Dicembre 2003: sono in Giordania per un breve viaggio natalizio quando una guida mi riferisce le prime incerte notizie: “Terremoto in Iran, migliaia di morti, è crollata una fortezza.” Chiedo dettagli, quale fortezza? “Non so, non ho capito il nome, una fortezza con una doppia cinta di mura.” Non ce ne sono molte, in Iran... La conferma arriva inesorabile con il notiziario serale della BBC sulla radiolina ad onde corte: il sisma ha obliterato Bam dalla carta geografica...
Quando, nel 1939, Dino Buzzati scrisse “Il Deserto dei Tartari”, egli sicuramente non aveva pensato a Bam, che forse neanche conosceva. Non che viaggiare fosse per lui un problema, anzi sarebbe di lì a poco partito come corrispondente di guerra in zone non poi molto lontane, in Africa orientale. Ma il turismo, anche quello di “avventura”, non era così facile sul finire degli anni trenta, con le nubi di guerra che si addensavano all’orizzonte e le comunicazioni spesso impedite. Anche se a Tehran regnava lo Scià, simpatizzante per l’Italia fascista e che nel 1940 ci permise di stabilire la residenza del nostro ambasciatore in un fantasmagorico parco con villa di epoca Qajar, tuttora orgoglio della nostra diplomazia, Buzzati la sua fortezza Bastiani se la dovette immaginare. Invece a Bam pensò De Chirico per il suo celebre quadro “La Torre Rossa”, che a sua volta, sembra certo, ispirò Valerio Zurlini quando, verso la metà degli anni settanta, preparò la realizzazione dell’omonimo film. La scelta, suggerita sicuramente anche dal fatto che l’Iran era coproduttore dell’opera, non avrebbe potuto essere più azzeccata. Buzzati era morto nel 1970, chissà se avrà mai immaginato Bam come scenario della sua opera? Comunque oggi dobbiamo sicuramente rivedere il film di Zurlini, perché ci offre una rara testimonianza della cittadella di Bam viva, pulsante di frenetica attività, irriconoscibile nel cumulo di macerie che è oggi.

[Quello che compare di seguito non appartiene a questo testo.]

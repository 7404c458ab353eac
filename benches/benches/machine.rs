// Copyright 2025 the Inview Authors
// SPDX-License-Identifier: Apache-2.0 OR MIT

use criterion::{Criterion, black_box, criterion_group, criterion_main};
use inview_enter::Mode;
use inview_enter::machine::{Phase, step};

const MODES: [Mode; 4] = [Mode::Once, Mode::Alternate, Mode::Repeat, Mode::State];
const PHASES: [Phase; 3] = [Phase::Unseen, Phase::Entered, Phase::Exited];

fn bench_machine(c: &mut Criterion) {
    let mut group = c.benchmark_group("inview_machine");

    // The full (mode, phase, signal) table in one pass.
    group.bench_function("step_full_table", |b| {
        b.iter(|| {
            for mode in MODES {
                for phase in PHASES {
                    for visible in [true, false] {
                        black_box(step(
                            black_box(mode),
                            black_box(phase),
                            black_box(visible),
                        ));
                    }
                }
            }
        });
    });

    // A long alternating enter/exit stream of a single binding, the shape a
    // scroll-heavy page produces.
    for mode in MODES {
        group.bench_function(format!("step_alternating_1k({mode:?})"), |b| {
            b.iter(|| {
                let mut phase = Phase::Unseen;
                for i in 0_u32..1_000 {
                    let transition = step(mode, phase, i % 2 == 0);
                    phase = transition.phase;
                    black_box(&transition.ops);
                }
                black_box(phase);
            });
        });
    }

    group.finish();
}

criterion_group!(benches, bench_machine);
criterion_main!(benches);
// Copyright 2025 the Inview Authors
// SPDX-License-Identifier: Apache-2.0 OR MIT

//! The two-phase frame queue.

use alloc::collections::VecDeque;
use alloc::vec::Vec;

/// Write jobs produced by read jobs during a flush.
///
/// Handed to the read callback of [`FrameQueue::flush`] so a measurement
/// can schedule the mutation it decided on. Jobs pushed here run in the
/// same flush, after every read.
#[derive(Debug)]
pub struct WriteBatch<W> {
    jobs: Vec<W>,
}

impl<W> WriteBatch<W> {
    /// Schedules a write job for the write phase of the current flush.
    pub fn push(&mut self, job: W) {
        self.jobs.push(job);
    }
}

/// A two-phase queue of frame-aligned jobs: reads run before writes.
///
/// `R` is the read (measure) job type and `W` the write (mutate) job type;
/// both are plain data chosen by the consumer. The host drives
/// [`flush`](Self::flush) once per frame.
///
/// Jobs within a phase run in FIFO order. Across phases the ordering
/// guarantee is the whole point: every read queued before the flush, plus
/// nothing else, runs before the first write.
#[derive(Debug)]
pub struct FrameQueue<R, W> {
    reads: VecDeque<R>,
    writes: VecDeque<W>,
}

impl<R, W> Default for FrameQueue<R, W> {
    fn default() -> Self {
        Self::new()
    }
}

impl<R, W> FrameQueue<R, W> {
    /// Creates an empty queue.
    #[must_use]
    pub fn new() -> Self {
        Self {
            reads: VecDeque::new(),
            writes: VecDeque::new(),
        }
    }

    /// Enqueues a read (measure) job for the next flush.
    pub fn read(&mut self, job: R) {
        self.reads.push_back(job);
    }

    /// Enqueues a write (mutate) job for the next flush.
    pub fn write(&mut self, job: W) {
        self.writes.push_back(job);
    }

    /// Returns the number of pending jobs in both phases.
    #[must_use]
    pub fn pending(&self) -> usize {
        self.reads.len() + self.writes.len()
    }

    /// Returns `true` if no jobs are pending.
    #[must_use]
    pub fn is_empty(&self) -> bool {
        self.reads.is_empty() && self.writes.is_empty()
    }

    /// Drops all pending jobs without running them.
    pub fn clear(&mut self) {
        self.reads.clear();
        self.writes.clear();
    }

    /// Takes every pending read job, leaving the read phase empty.
    ///
    /// For consumers whose processing state cannot be split across two
    /// closures: take the reads, process them (enqueueing any follow-up
    /// writes with [`write`](Self::write)), then take and process the
    /// writes. Processing all taken reads before calling
    /// [`take_writes`](Self::take_writes) preserves the reads-before-writes
    /// guarantee.
    #[must_use]
    pub fn take_reads(&mut self) -> VecDeque<R> {
        core::mem::take(&mut self.reads)
    }

    /// Takes every pending write job, leaving the write phase empty.
    #[must_use]
    pub fn take_writes(&mut self) -> VecDeque<W> {
        core::mem::take(&mut self.writes)
    }

    /// Runs all pending reads, then all pending writes.
    ///
    /// The read callback receives a [`WriteBatch`] so measurements can
    /// schedule follow-up mutations; those run in this flush's write phase,
    /// after directly-queued writes.
    pub fn flush(
        &mut self,
        mut on_read: impl FnMut(R, &mut WriteBatch<W>),
        mut on_write: impl FnMut(W),
    ) {
        let reads = self.take_reads();
        let mut writes = self.take_writes();

        let mut batch = WriteBatch { jobs: Vec::new() };
        for job in reads {
            on_read(job, &mut batch);
        }
        writes.extend(batch.jobs);

        for job in writes {
            on_write(job);
        }
    }
}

Quando Patrizia mi disse che il lungamente agognato “Brasile Music” per il quale mi ero preparato non sarebbe partito per mancanza di iscritti, non mi parve vero che, invece, partiva un “Iran in Libertà”: in Iran avevo sempre vo
luto andarci, ma a causa delle vicissitudini belliche e terroristiche degli ultimi anni erano state molte le cancellazioni per tutti i paesi della regione; ed infatti nell’estate del 2003 partì solo un gruppo. Dopo un giro per il Nord del paese, e dopo aver visitato la roccaforte islamica di Qom e le perle di Esfahan e Yazd, ci dirigemmo verso l’estremità meridionale del nostro itinerario: Bam, una delle ultime propaggini urbane dell’Iran, circa 200 km prima del confine con Afganistan e Pakistan. Percorrendo di fretta le ultime decine di chilometri attraverso il deserto cominciammo ad intravvedere, ai margini della strada, le palme stracariche di datteri, i famosi datteri di Bam, grandi come albicocche, succulenti, dolcissimi. La tentazione di fermarsi a comprarne era grande, ma avevamo solo poche ore di luce prima del tramonto, e siccome non eravamo riusciti a trovare da dormire a Bam, avremmo dovuto far ritorno a Kerman in serata, dunque dovevamo sfruttare tutto il tempo a disposizione per visitare la cittadella.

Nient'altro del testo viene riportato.